Post
Topic
Board Mining (Altcoins)
Merits 1 from 1 user
Re: Claymore's Dual Ethereum AMD+NVIDIA GPU Miner v11.6 (Windows/Linux)
by
WhackOBill
on 05/04/2018, 17:46:57 UTC
⭐ Merited by vapourminer (1)
Maybe ignorant question, but how are the ASICs going to work? I thought the whole point of DAGs was to prevent ASICs.

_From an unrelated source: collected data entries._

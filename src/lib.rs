//! # Claude Costbar
//!
//! A small status monitor that polls `ccusage` for the active 5-hour billing
//! block and keeps a compact cost label plus a dropdown of details current.
//!
//! ## Overview
//!
//! Each refresh runs `ccusage blocks --live --json --active`, picks the
//! active block and renders:
//! - a compact title (`🦉 $15.58`)
//! - eight detail lines: session timing, cost, burn rate, tokens, projection
//!   and API calls, in English or Japanese
//!
//! Failures of `ccusage` degrade the display to an error frame; the next tick
//! simply tries again.
//!
//! ## Features
//!
//! - `colors` (default): Enables terminal color output via owo-colors

/// Command-line argument parsing and configuration
pub mod cli;

/// Presentation: titles, detail lines and display sinks
pub mod display;

/// English/Japanese selection
pub mod locale;

/// ccusage block report models
pub mod models;

/// Periodic fetch-and-render loop
pub mod refresh;

/// ccusage invocation and parsing
pub mod usage;

/// Number and currency formatting
pub mod utils;

/// Active block selection, burn rate and remaining time
pub mod window;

How do the ASICs fit the DAG file on their chips affordably?

They don't ... they have DDR3 memory attached to the ASICs / FPGAs.  If you look on the Bitmain site, you can see that the device is a) twice the size of their other miners and b) is about the hash equivalent of 4x 580's.  If you consider the 800 watts of draw, it uses more Watts/MH than a rig with 4x 580s.  About the only attractive thing about it is the price ... $800.

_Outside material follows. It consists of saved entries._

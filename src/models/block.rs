use serde::Deserialize;

#[derive(Deserialize, Debug, Default, Clone, PartialEq)]
#[serde(rename_all = "camelCase", default)]
pub struct TokenCounts {
    pub input_tokens: u64,
    pub output_tokens: u64,
    pub cache_creation_input_tokens: u64,
    pub cache_read_input_tokens: u64,
}

#[derive(Deserialize, Debug, Default, Clone, PartialEq)]
#[serde(rename_all = "camelCase", default)]
pub struct BurnRate {
    pub tokens_per_minute: f64,
    pub cost_per_hour: f64,
}

#[derive(Deserialize, Debug, Default, Clone, PartialEq)]
#[serde(rename_all = "camelCase", default)]
pub struct Projection {
    pub total_tokens: u64,
    pub total_cost: f64,
    pub remaining_minutes: i64,
}

/// One accounting window as reported by `ccusage blocks --json`.
///
/// Timestamps are kept as the raw strings ccusage emits; they are parsed
/// lazily by [`crate::window::session_progress`].
#[derive(Deserialize, Debug, Default, Clone, PartialEq)]
#[serde(rename_all = "camelCase", default)]
pub struct Block {
    pub id: String,
    pub start_time: String,
    pub end_time: String,
    pub actual_end_time: String,
    pub is_active: bool,
    pub is_gap: bool,
    pub entries: u64,
    pub token_counts: TokenCounts,
    pub total_tokens: u64,
    #[serde(rename = "costUSD")]
    pub cost_usd: f64,
    pub models: Vec<String>,
    // ccusage reports `null` for idle blocks
    #[serde(deserialize_with = "null_as_default")]
    pub burn_rate: BurnRate,
    #[serde(deserialize_with = "null_as_default")]
    pub projection: Projection,
}

#[derive(Deserialize, Debug, Default, Clone, PartialEq)]
pub struct BlocksResponse {
    #[serde(default)]
    pub blocks: Vec<Block>,
}

fn null_as_default<'de, D, T>(deserializer: D) -> Result<T, D::Error>
where
    D: serde::Deserializer<'de>,
    T: Deserialize<'de> + Default,
{
    Ok(Option::<T>::deserialize(deserializer)?.unwrap_or_default())
}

The only decent way to attack the Ethash mechanism is to take advantage of the 64 DAG lookup steps in the algorithm.  If you broke your DAG storage into 64 or 128 or 256 separately accessible pieces, you could pipeline the 64 lookup's and take advantage of the random nature of the lookup addresses.  The point is to do 64 lookup's at the same time taking advantage of their being in separate pieces of memory ... usually.  In this way you could pipeline the Ethash and have 64 going on at the same time with each at one point along the 64 step process ... ignoring the pre and post processing.  Occasionally, you would have a collision when two or more lookup's needed the same DAG section and so you'd stall for that step.  It's difficult to get all of that address and data bus space hooked into an ASIC or FPGA.  So it's still a hard problem ... not impossible though.